Radar Odometry Combining Probabilistic Estimation and Unsupervised Feature Learning (2105.14152v3)

Abstract: This paper presents a radar odometry method that combines probabilistic trajectory estimation and deep learned features without needing groundtruth pose information. The feature network is trained unsupervised, using only the on-board radar data. With its theoretical foundation based on a data likelihood objective, our method leverages a deep network for processing rich radar data, and a non-differentiable classic estimator for probabilistic inference. We provide extensive experimental results on both the publicly available Oxford Radar RobotCar Dataset and an additional 100 km of driving collected in an urban setting. Our sliding-window implementation of radar odometry outperforms most hand-crafted methods and approaches the current state of the art without requiring a groundtruth trajectory for training. We also demonstrate the effectiveness of radar odometry under adverse weather conditions. Code for this project can be found at: https://github.com/utiasASRL/hero_radar_odometry

• The paper presents an unsupervised method that extracts radar features without requiring groundtruth, reducing data collection efforts.
• It integrates classical probabilistic estimators with deep learning to effectively manage uncertainties in real-world settings.
• Extensive experiments on challenging urban datasets demonstrate robust trajectory tracking even under adverse weather conditions.

Overview of Unsupervised Radar Odometry

The paper "Radar Odometry Combining Probabilistic Estimation and Unsupervised Feature Learning" presents a novel approach to radar odometry that eschews reliance on supervised learning with groundtruth trajectory data. Instead, the authors propose a method that leverages on-board radar data to train a feature network in an unsupervised manner, with a strong emphasis on probabilistic trajectory estimation.

Key Contributions

1. Unsupervised Feature Learning: The proposed radar odometry technique employs unsupervised learning to directly extract features from radar data, eliminating the dependency on accurate groundtruth pose information. This aspect is particularly notable for applications where obtaining precise groundtruth is difficult or expensive.
2. Probabilistic Estimation and Deep Learning: The method combines classical non-differentiable estimators with deep learning techniques, which allows for enhanced processing of rich radar data. The classical estimator enables probabilistic inference, which is crucial for handling uncertainties in real-world scenarios.
3. Experimental Validation: The effectiveness of this approach is substantiated through extensive experiments on the Oxford Radar RobotCar Dataset along with a custom dataset encompassing 100 km of driving in urban conditions. The results demonstrate that their sliding-window radar odometry approach outperforms several hand-crafted methods and approaches the performance of current state-of-the-art techniques without needing any groundtruth for training.
4. Robustness to Weather Conditions: The method is shown to be particularly robust under adverse weather conditions, which is an essential characteristic for outdoor navigation systems relying on radar data.

Methodology

The authors utilize the Exactly Sparse Gaussian Variational Inference (ESGVI) for parameter learning, which supports nonlinear batch state estimation. This framework is adept at jointly optimizing model parameters and state with a data likelihood objective, allowing the network to learn radar features conducive to odometry.
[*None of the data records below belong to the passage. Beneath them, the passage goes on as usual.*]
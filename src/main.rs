//! urlpulse - URL availability dashboard server.

use urlpulse::config::ServerConfig;
use urlpulse::db::Store;
use urlpulse::probe::Prober;
use urlpulse::web::Server;

use std::sync::Arc;
use tracing_subscriber::{layer::SubscriberExt, util::SubscriberInitExt};

#[tokio::main]
async fn main() -> Result<(), Box<dyn std::error::Error + Send + Sync>> {
    // Initialize logging
    tracing_subscriber::registry()
        .with(tracing_subscriber::fmt::layer())
        .with(tracing_subscriber::EnvFilter::from_default_env()
            .add_directive("urlpulse=info".parse()?))
        .init();

    // Load configuration; an out-of-range default timeout is a startup error
    let cfg = ServerConfig::load();
    urlpulse::probe::validate_timeout(cfg.default_timeout_secs)?;
    tracing::info!("Starting urlpulse on port {}...", cfg.http_port);
    tracing::info!("Using database at {}", cfg.db_path);

    // Initialize database
    let store = Arc::new(Store::new(&cfg.db_path)?);
    tracing::info!("Database initialized successfully");

    // Shared HTTP prober
    let prober = Prober::new()?;

    // Start web server
    let server = Server::new(cfg, store, prober);
    server.start().await?;

    Ok(())
}
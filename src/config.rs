//! Configuration module for urlpulse.
//!
//! Loads configuration from environment variables with sensible defaults.

use std::env;

/// Server configuration loaded from environment variables.
#[derive(Debug, Clone)]
pub struct ServerConfig {
    /// HTTP port for the web server (default: 8080)
    pub http_port: u16,
    /// Path to the SQLite database file (default: "urlpulse.db")
    pub db_path: String,
    /// Fallback probe timeout in seconds when no preference cookie is set
    /// (default: 10)
    pub default_timeout_secs: u64,
}

impl Default for ServerConfig {
    fn default() -> Self {
        Self {
            http_port: 8080,
            db_path: "urlpulse.db".to_string(),
            default_timeout_secs: 10,
        }
    }
}

impl ServerConfig {
    /// Load configuration from environment variables.
    ///
    /// Environment variables:
    /// - `URLPULSE_HTTP_PORT`: HTTP port (default: 8080)
    /// - `URLPULSE_DB_PATH`: Database file path (default: "urlpulse.db")
    /// - `URLPULSE_DEFAULT_TIMEOUT`: Fallback probe timeout in seconds (default: 10)
    pub fn load() -> Self {
        let mut cfg = Self::default();

        if let Ok(port_str) = env::var("URLPULSE_HTTP_PORT") {
            if let Ok(port) = port_str.parse() {
                cfg.http_port = port;
            }
        }

        if let Ok(db_path) = env::var("URLPULSE_DB_PATH") {
            cfg.db_path = db_path;
        }

        if let Ok(timeout_str) = env::var("URLPULSE_DEFAULT_TIMEOUT") {
            if let Ok(timeout) = timeout_str.parse() {
                cfg.default_timeout_secs = timeout;
            }
        }

        cfg
    }
}
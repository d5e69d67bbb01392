//! HTTP probe implementation.

use std::time::{Duration, Instant};

use serde::Serialize;

use super::ProbeError;

/// The normalized outcome of one probe attempt.
///
/// Exactly one of `status_code` and `error` is set: a completed HTTP exchange
/// carries the final status code, a transport failure (DNS, connect, TLS,
/// timeout, protocol) carries a description instead.
#[derive(Debug, Clone, Serialize)]
pub struct ProbeOutcome {
    /// Whether the final response, after following redirects, had a 2xx
    /// status. Unfollowed 3xx and all 4xx/5xx responses count as failures,
    /// as does any transport error.
    pub ok: bool,
    #[serde(skip_serializing_if = "Option::is_none")]
    pub status_code: Option<u16>,
    /// Wall-clock milliseconds from just before the request to the response
    /// head, or to the point of failure.
    pub elapsed_ms: u64,
    #[serde(skip_serializing_if = "Option::is_none")]
    pub error: Option<String>,
}

/// HTTP prober wrapping a shared connection pool.
///
/// The client follows redirects (up to reqwest's default of 10 hops); the
/// timeout is applied per request so one prober can serve requests with
/// different preferences.
#[derive(Clone)]
pub struct Prober {
    client: reqwest::Client,
}

impl Prober {
    pub fn new() -> Result<Self, ProbeError> {
        let client = reqwest::Client::builder()
            .build()
            .map_err(|e| ProbeError::Client(e.to_string()))?;
        Ok(Self { client })
    }

    /// Probe a URL with a single GET request.
    ///
    /// Never fails: every transport error is folded into the returned
    /// [`ProbeOutcome`]. Exactly one attempt is made.
    pub async fn probe_url(&self, url: &str, timeout: Duration) -> ProbeOutcome {
        let start = Instant::now();

        match self.client.get(url).timeout(timeout).send().await {
            Ok(response) => {
                let elapsed_ms = start.elapsed().as_millis() as u64;
                let status = response.status();
                ProbeOutcome {
                    ok: status.is_success(),
                    status_code: Some(status.as_u16()),
                    elapsed_ms,
                    error: None,
                }
            }
            Err(e) => {
                let elapsed_ms = start.elapsed().as_millis() as u64;
                ProbeOutcome {
                    ok: false,
                    status_code: None,
                    elapsed_ms,
                    error: Some(e.to_string()),
                }
            }
        }
    }
}
//! urlpulse - URL availability dashboard
//!
//! Organize URLs into folders, persist them in SQLite, and probe their HTTP
//! availability on demand, one at a time or a whole folder concurrently.

pub mod config;
pub mod db;
pub mod probe;
pub mod web;
#[cfg(test)]
mod tests {
    use super::*;
    use std::time::Instant;
    use tokio::io::{AsyncReadExt, AsyncWriteExt};
    use tokio::net::TcpListener;

    /// Stub HTTP server answering every connection with the given status
    /// line after an optional delay.
    async fn stub_server(status_line: &'static str, delay: Duration) -> String {
        let listener = TcpListener::bind("127.0.0.1:0").await.unwrap();
        let addr = listener.local_addr().unwrap();
        tokio::spawn(async move {
            loop {
                let Ok((mut socket, _)) = listener.accept().await else {
                    break;
                };
                tokio::spawn(async move {
                    let mut buf = [0u8; 1024];
                    let _ = socket.read(&mut buf).await;
                    tokio::time::sleep(delay).await;
                    let response = format!(
                        "{}\r\nContent-Length: 0\r\nConnection: close\r\n\r\n",
                        status_line
                    );
                    let _ = socket.write_all(response.as_bytes()).await;
                });
            }
        });
        format!("http://{}/", addr)
    }

    fn target(id: i64, name: &str, url: &str, active: bool) -> Target {
        Target {
            id,
            name: name.to_string(),
            url: url.to_string(),
            active,
        }
    }

    #[tokio::test]
    async fn test_output_order_matches_input() {
        let ok_url = stub_server("HTTP/1.1 200 OK", Duration::ZERO).await;
        let prober = Prober::new().unwrap();
        let targets = vec![
            target(1, "a", &ok_url, true),
            target(2, "b", "http://no-such-host.invalid/", true),
            target(3, "c", "http://irrelevant.invalid/", false),
            target(4, "d", &ok_url, true),
        ];

        let reports = probe_targets(&prober, &targets, Duration::from_secs(5)).await;
        assert_eq!(reports.len(), 4);
        let ids: Vec<i64> = reports.iter().map(|r| r.id).collect();
        assert_eq!(ids, vec![1, 2, 3, 4]);

        assert_eq!(reports[0].ok, Some(true));
        assert_eq!(reports[0].status_code, Some(200));

        assert_eq!(reports[1].ok, Some(false));
        assert!(reports[1].status_code.is_none());
        assert!(reports[1].error.is_some());

        assert!(!reports[2].tested);
        assert_eq!(reports[2].reason, Some(INACTIVE_REASON));
        assert!(reports[2].elapsed_ms.is_none());
        assert_eq!(reports[2].fetch, "skipped");

        assert_eq!(reports[3].fetch, "parallel");
    }

    #[tokio::test]
    async fn test_inactive_target_never_probed() {
        let prober = Prober::new().unwrap();
        // URL is not even parseable; a skipped target must not touch it
        let targets = vec![target(1, "bad", "::::not a url::::", false)];
        let reports = probe_targets(&prober, &targets, Duration::from_secs(1)).await;
        assert!(!reports[0].tested);
        assert!(reports[0].error.is_none());
    }

    #[tokio::test]
    async fn test_empty_targets() {
        let prober = Prober::new().unwrap();
        let reports = probe_targets(&prober, &[], Duration::from_secs(1)).await;
        assert!(reports.is_empty());

        let summary = summarize(&reports);
        assert_eq!(summary.count_total, 0);
        assert_eq!(summary.count_measured, 0);
        assert!(summary.avg_ms.is_none());
        assert!(summary.entries.is_empty());
    }

    #[tokio::test]
    async fn test_probes_run_concurrently() {
        let delay = Duration::from_millis(250);
        let url = stub_server("HTTP/1.1 200 OK", delay).await;
        let prober = Prober::new().unwrap();
        let targets: Vec<Target> = (0..4)
            .map(|i| target(i, &format!("t{}", i), &url, true))
            .collect();

        let start = Instant::now();
        let reports = probe_targets(&prober, &targets, Duration::from_secs(5)).await;
        let elapsed = start.elapsed();

        assert!(reports.iter().all(|r| r.ok == Some(true)));
        // Serial execution would take at least 4 * 250ms
        assert!(
            elapsed < Duration::from_millis(800),
            "probes appear serialized: {:?}",
            elapsed
        );
    }

    #[tokio::test]
    async fn test_probe_rounds_stats() {
        let ok_url = stub_server("HTTP/1.1 200 OK", Duration::ZERO).await;
        let err_url = stub_server("HTTP/1.1 500 Internal Server Error", Duration::ZERO).await;
        let prober = Prober::new().unwrap();
        let targets = vec![
            target(1, "good", &ok_url, true),
            target(2, "bad", &err_url, true),
            target(3, "off", &ok_url, false),
        ];

        let (rows, measurements) =
            probe_rounds(&prober, &targets, Duration::from_secs(5), 3).await;
        assert_eq!(rows.len(), 3);
        assert_eq!(measurements.len(), 6); // 2 active * 3 rounds

        assert_eq!(rows[0].errors, Some(0));
        assert!(rows[0].avg_ms.is_some());
        assert!(rows[0].min_ms.unwrap() <= rows[0].max_ms.unwrap());

        assert_eq!(rows[1].errors, Some(3));
        assert_eq!(rows[1].status_code, Some(500));

        assert!(!rows[2].tested);
        assert!(rows[2].avg_ms.is_none());
    }

    #[test]
    fn test_summarize_classification_and_avg() {
        let reports = vec![
            TargetReport {
                id: 1,
                name: "a".into(),
                url: "http://a/".into(),
                active: true,
                tested: true,
                reason: None,
                ok: Some(true),
                status_code: Some(200),
                elapsed_ms: Some(10),
                error: None,
                fetch: "parallel",
                avg_ms: None,
                min_ms: None,
                max_ms: None,
                errors: None,
            },
            TargetReport {
                id: 2,
                name: "b".into(),
                url: "http://b/".into(),
                active: true,
                tested: true,
                reason: None,
                ok: Some(false),
                status_code: None,
                elapsed_ms: Some(15),
                error: Some("connect error".into()),
                fetch: "parallel",
                avg_ms: None,
                min_ms: None,
                max_ms: None,
                errors: None,
            },
            TargetReport {
                id: 3,
                name: "c".into(),
                url: "http://c/".into(),
                active: false,
                tested: false,
                reason: Some(INACTIVE_REASON),
                ok: None,
                status_code: None,
                elapsed_ms: None,
                error: None,
                fetch: "skipped",
                avg_ms: None,
                min_ms: None,
                max_ms: None,
                errors: None,
            },
        ];

        let summary = summarize(&reports);
        assert_eq!(summary.count_total, 3);
        assert_eq!(summary.count_measured, 2);
        // mean of 10 and 15 rounds to 13 (12.5 rounds half-up)
        assert_eq!(summary.avg_ms, Some(13));

        assert_eq!(summary.entries[0].status, EntryStatus::Ok);
        assert_eq!(summary.entries[0].color, "#198754");
        assert_eq!(summary.entries[1].status, EntryStatus::Fail);
        assert_eq!(summary.entries[1].color, "#dc3545");
        assert_eq!(summary.entries[2].status, EntryStatus::Skipped);
        assert_eq!(summary.entries[2].color, "#6c757d");
        assert!(summary.entries[2].elapsed_ms.is_none());
    }

    #[test]
    fn test_single_run_stats() {
        let report = TargetReport {
            id: 1,
            name: "a".into(),
            url: "http://a/".into(),
            active: true,
            tested: true,
            reason: None,
            ok: Some(false),
            status_code: Some(503),
            elapsed_ms: Some(42),
            error: None,
            fetch: "single",
            avg_ms: None,
            min_ms: None,
            max_ms: None,
            errors: None,
        }
        .with_single_run_stats();

        assert_eq!(report.avg_ms, Some(42));
        assert_eq!(report.min_ms, Some(42));
        assert_eq!(report.max_ms, Some(42));
        assert_eq!(report.errors, Some(1));
    }
}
The network architecture employed is designed to output detector scores for keypoint detection, weight scores predicting keypoint uncertainty, and descriptors for matching. A distinctive feature of the method is its modular design, which makes it adaptable for integration with additional sensor data and constraints, potentially enhancing its estimation performance.
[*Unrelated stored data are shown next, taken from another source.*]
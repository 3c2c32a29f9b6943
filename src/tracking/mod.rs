pub mod phase;
pub mod reconcile;
pub mod source;

pub use phase::{AppPhase, PhaseController};
pub use reconcile::{ReconciliationEngine, TickOutcome};
pub use source::PositionSource;

#[cfg(feature = "http")]
pub use source::HttpPositionSource;
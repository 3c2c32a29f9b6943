pub mod config;
pub mod constants;
pub mod geo;
pub mod position;
pub mod view_state;
pub mod viewport;
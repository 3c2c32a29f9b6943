use async_trait::async_trait;

use crate::core::position::Position;
use crate::Result;

/// Anything that can report the tracked object's latest position.
///
/// A fetch may suspend; the controller keeps handling user events meanwhile.
#[async_trait]
pub trait PositionSource: Send + Sync {
    async fn fetch_latest(&self) -> Result<Position>;
}

#[cfg(feature = "http")]
pub use http::HttpPositionSource;

#[cfg(feature = "http")]
mod http {
    use async_trait::async_trait;
    use once_cell::sync::OnceCell;
    use reqwest::Client;

    use super::PositionSource;
    use crate::core::config::SourceConfig;
    use crate::core::position::Position;
    use crate::{Result, TrackerError};

    /// Polls a JSON endpoint that returns `latitude`, `longitude`,
    /// `timestamp`, `velocity` and `altitude`.
    ///
    /// The HTTP client is built on the first fetch and reused after that.
    #[derive(Debug)]
    pub struct HttpPositionSource {
        config: SourceConfig,
        client: OnceCell<Client>,
    }

    impl HttpPositionSource {
        pub fn new(config: SourceConfig) -> Self {
            Self {
                config,
                client: OnceCell::new(),
            }
        }

        pub fn endpoint(&self) -> &str {
            &self.config.endpoint
        }

        fn client(&self) -> Result<&Client> {
            self.client.get_or_try_init(|| {
                Client::builder()
                    .user_agent(self.config.user_agent.as_str())
                    .timeout(self.config.request_timeout())
                    .build()
                    .map_err(TrackerError::from)
            })
        }
    }

    impl Default for HttpPositionSource {
        fn default() -> Self {
            Self::new(SourceConfig::default())
        }
    }

    #[async_trait]
    impl PositionSource for HttpPositionSource {
        async fn fetch_latest(&self) -> Result<Position> {
            let response = self.client()?.get(&self.config.endpoint).send().await?;
            let status = response.status();
            if !status.is_success() {
                return Err(TrackerError::HttpStatus(status.as_u16()));
            }

            let body = response.text().await?;
            let position = Position::from_json(&body)?;
            log::debug!(
                "fetched position ({}, {}) from {}",
                position.latitude,
                position.longitude,
                self.config.endpoint
            );
            Ok(position)
        }
    }

}
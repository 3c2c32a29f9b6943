//! # sattrack
//!
//! View-state reconciliation for tracking a satellite on an interactive map.
//!
//! Periodic position samples, user pan/zoom gestures and a chosen map theme
//! are merged into one render state. Automatic recentering follows the
//! satellite without undoing the zoom level the user picked.

pub mod core;
#[cfg(feature = "tokio-runtime")]
pub mod runtime;
pub mod tracking;
pub mod ui;

pub mod prelude;

pub use crate::core::constants;

// Re-export public API
pub use crate::core::{
    config::TrackerConfig,
    geo::LatLng,
    position::Position,
    view_state::ViewState,
    viewport::{CameraState, Dimension},
};

pub use tracking::{
    phase::{AppPhase, PhaseController},
    reconcile::{ReconciliationEngine, TickOutcome},
    source::PositionSource,
};

#[cfg(feature = "http")]
pub use tracking::source::HttpPositionSource;

pub use ui::{
    dashboard::DashboardReadout,
    render::{RenderFrame, Renderer},
    style::{MapTheme, StyleRef, ThemeSelector},
};

#[cfg(feature = "tokio-runtime")]
pub use runtime::{TrackerController, TrackerHandle, ViewEvent};

/// Result type used throughout the library
pub type Result<T> = std::result::Result<T, TrackerError>;

/// Common error types
#[derive(Debug, thiserror::Error)]
pub enum TrackerError {
    #[cfg(feature = "http")]
    #[error("Network error: {0}")]
    Network(#[from] reqwest::Error),

    #[error("Serialization error: {0}")]
    Serialization(#[from] serde_json::Error),

    #[error("HTTP status {0}")]
    HttpStatus(u16),

    #[error("Malformed sample: {0}")]
    MalformedSample(String),

    #[error("Configuration error: {0}")]
    Config(String),

    #[error("Unknown theme: {0}")]
    UnknownTheme(String),
}

/// Error type alias for convenience
pub type Error = TrackerError;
Implications and Future Directions

The introduction of an unsupervised learning paradigm for radar odometry presents significant implications for the deployment of autonomous systems in GPS-denied or difficult-to-map environments. The ability to train on large datasets without groundtruth can dramatically reduce dataset collection costs and efforts.
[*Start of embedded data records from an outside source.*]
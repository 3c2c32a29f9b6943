//! Reconciliation of automatic position updates with user camera control
//!
//! [`ReconciliationEngine`] owns the current [`ViewState`], the loading gate
//! and the chosen theme. Every event replaces the view state with the result
//! of a pure transition, so an event either applies completely or not at all.
//!
//! Ordering is last-writer-wins on the camera: a sample is applied against
//! whatever camera exists when it arrives, even if the user moved the map
//! while the fetch was in flight. Zoom is the exception. It is captured from
//! every camera change and reused by every recenter, so a user's zoom is
//! never lost to an automatic update.

use crate::core::config::TrackerConfig;
use crate::core::position::Position;
use crate::core::view_state::ViewState;
use crate::core::viewport::CameraState;
use crate::tracking::phase::{AppPhase, PhaseController};
use crate::ui::dashboard::DashboardReadout;
use crate::ui::render::{MainView, RenderFrame};
use crate::ui::style::{MapTheme, StyleCatalog, StyleRef, ThemeSelector};
use crate::Result;

/// What happened to a tick
#[derive(Debug, Clone, Copy, PartialEq, Eq)]
pub enum TickOutcome {
    Applied,
    /// Fetch failed or the sample was malformed; nothing changed
    Skipped,
}

#[derive(Debug, Clone)]
pub struct ReconciliationEngine {
    view: ViewState,
    phase: PhaseController,
    themes: ThemeSelector,
    theme: MapTheme,
}

impl ReconciliationEngine {
    pub fn new(config: &TrackerConfig) -> Self {
        Self::with_catalog(config, StyleCatalog::default())
    }

    pub fn with_catalog(config: &TrackerConfig, catalog: StyleCatalog) -> Self {
        Self {
            view: ViewState::new(&config.camera),
            phase: PhaseController::new(),
            themes: ThemeSelector::new(catalog),
            theme: MapTheme::FALLBACK,
        }
    }

    pub fn view(&self) -> &ViewState {
        &self.view
    }

    pub fn camera(&self) -> CameraState {
        self.view.current_camera()
    }

    pub fn persisted_zoom(&self) -> f64 {
        self.view.persisted_zoom()
    }

    pub fn phase(&self) -> AppPhase {
        self.phase.phase()
    }

    pub fn is_ready(&self) -> bool {
        self.phase.is_ready()
    }

    pub fn theme(&self) -> MapTheme {
        self.theme
    }

    pub fn style(&self) -> &StyleRef {
        self.themes.catalog().style(self.theme)
    }

    /// Applies a new sample: recenter at the persisted zoom and feed the
    /// loading gate. Malformed samples are skipped.
    pub fn on_tick(&mut self, sample: Position) -> TickOutcome {
        if let Err(e) = sample.validate() {
            log::warn!("skipping tick: {}", e);
            return TickOutcome::Skipped;
        }

        self.view = self.view.apply_position(&sample);
        self.phase.mark_position_received(&sample);
        log::debug!(
            "recentered on ({:.4}, {:.4}) at zoom {}",
            sample.latitude,
            sample.longitude,
            self.view.persisted_zoom()
        );
        TickOutcome::Applied
    }

    /// Applies the outcome of one fetch. Errors are logged and the tick is
    /// skipped; nothing reaches the renderer.
    pub fn on_fetch_result(&mut self, result: Result<Position>) -> TickOutcome {
        match result {
            Ok(sample) => self.on_tick(sample),
            Err(e) => {
                log::warn!("position fetch failed, skipping tick: {}", e);
                TickOutcome::Skipped
            }
        }
    }

    /// Takes the camera the renderer reports after a gesture.
    pub fn on_user_interaction(&mut self, camera: CameraState) {
        self.view = self.view.apply_user_camera(camera);
    }

    pub fn on_resize(&mut self, width: f64, height: f64) {
        self.view = self.view.apply_resize(width, height);
    }

    /// Selects a theme by free-form name. Unknown names select streets.
    pub fn on_theme_selected(&mut self, name: &str) -> &StyleRef {
        self.theme = self.themes.theme_for(name);
        log::debug!("theme {:?} -> {}", name, self.theme);
        self.style()
    }

    /// Returns true if this moved the phase to ready
    pub fn on_minimum_time_elapsed(&mut self) -> bool {
        self.phase.mark_minimum_time_elapsed()
    }

    /// The frame for the current state
    pub fn frame(&self) -> RenderFrame {
        match self.view.last_position() {
            Some(position) if self.phase.is_ready() => RenderFrame::Main(MainView {
                camera: self.view.current_camera(),
                style: self.style().clone(),
                marker: position.coordinates(),
                dashboard: DashboardReadout::from_position(position),
                position: *position,
            }),
            _ => RenderFrame::Loading,
        }
    }
}

impl Default for ReconciliationEngine {
    fn default() -> Self {
        Self::new(&TrackerConfig::default())
    }
}
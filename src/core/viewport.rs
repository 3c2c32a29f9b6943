use std::fmt;

use serde::{Deserialize, Serialize};

use crate::core::geo::LatLng;

/// One rendered dimension of the map.
///
/// Before the first resize event the map fills its container (`100%`); after
/// that the renderer reports exact pixel sizes.
#[derive(Debug, Clone, Copy, PartialEq, Serialize, Deserialize)]
pub enum Dimension {
    Percent(f64),
    Pixels(f64),
}

impl Dimension {
    /// Fill the parent container
    pub const FULL: Dimension = Dimension::Percent(100.0);
}

impl Default for Dimension {
    fn default() -> Self {
        Self::FULL
    }
}

impl fmt::Display for Dimension {
    fn fmt(&self, f: &mut fmt::Formatter<'_>) -> fmt::Result {
        match self {
            Self::Percent(value) => write!(f, "{}%", value),
            Self::Pixels(value) => write!(f, "{}px", value),
        }
    }
}

/// The map camera: centre, zoom and rendered size
#[derive(Debug, Clone, Copy, PartialEq, Serialize, Deserialize)]
pub struct CameraState {
    pub latitude: f64,
    pub longitude: f64,
    pub zoom: f64,
    pub width: Dimension,
    pub height: Dimension,
}

impl CameraState {
    /// Creates a full-container camera at the given centre and zoom
    pub fn new(center: LatLng, zoom: f64) -> Self {
        Self {
            latitude: center.lat,
            longitude: center.lng,
            zoom,
            width: Dimension::FULL,
            height: Dimension::FULL,
        }
    }

    pub fn center(&self) -> LatLng {
        LatLng::new(self.latitude, self.longitude)
    }

    pub fn with_center(self, center: LatLng) -> Self {
        Self {
            latitude: center.lat,
            longitude: center.lng,
            ..self
        }
    }

    pub fn with_zoom(self, zoom: f64) -> Self {
        Self { zoom, ..self }
    }

    pub fn with_size(self, width: Dimension, height: Dimension) -> Self {
        Self {
            width,
            height,
            ..self
        }
    }
}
This research invites further exploration and extension in several dimensions:

• Integration with Multi-modal Sensor Data: Future work can focus on integrating this radar-based approach with data from other sensors such as LiDAR and cameras, thereby enriching the feature set and potentially improving odometry accuracy.
• Enhanced Outlier Rejection: Although the current method integrates robust outlier rejection schemes, ongoing refinement could increase system reliability, especially under challenging environmental conditions.
• Real-time Implementation: While the current implementation is real-time capable, increased computational efficiency and potential hardware acceleration could extend its applicability to more resource-constrained platforms.

In summary, this paper significantly advances the field of unsupervised radar odometry by combining the strengths of deep learning and probabilistic estimation, paving the way for robust, scalable, and less resource-intensive solutions in autonomous navigation.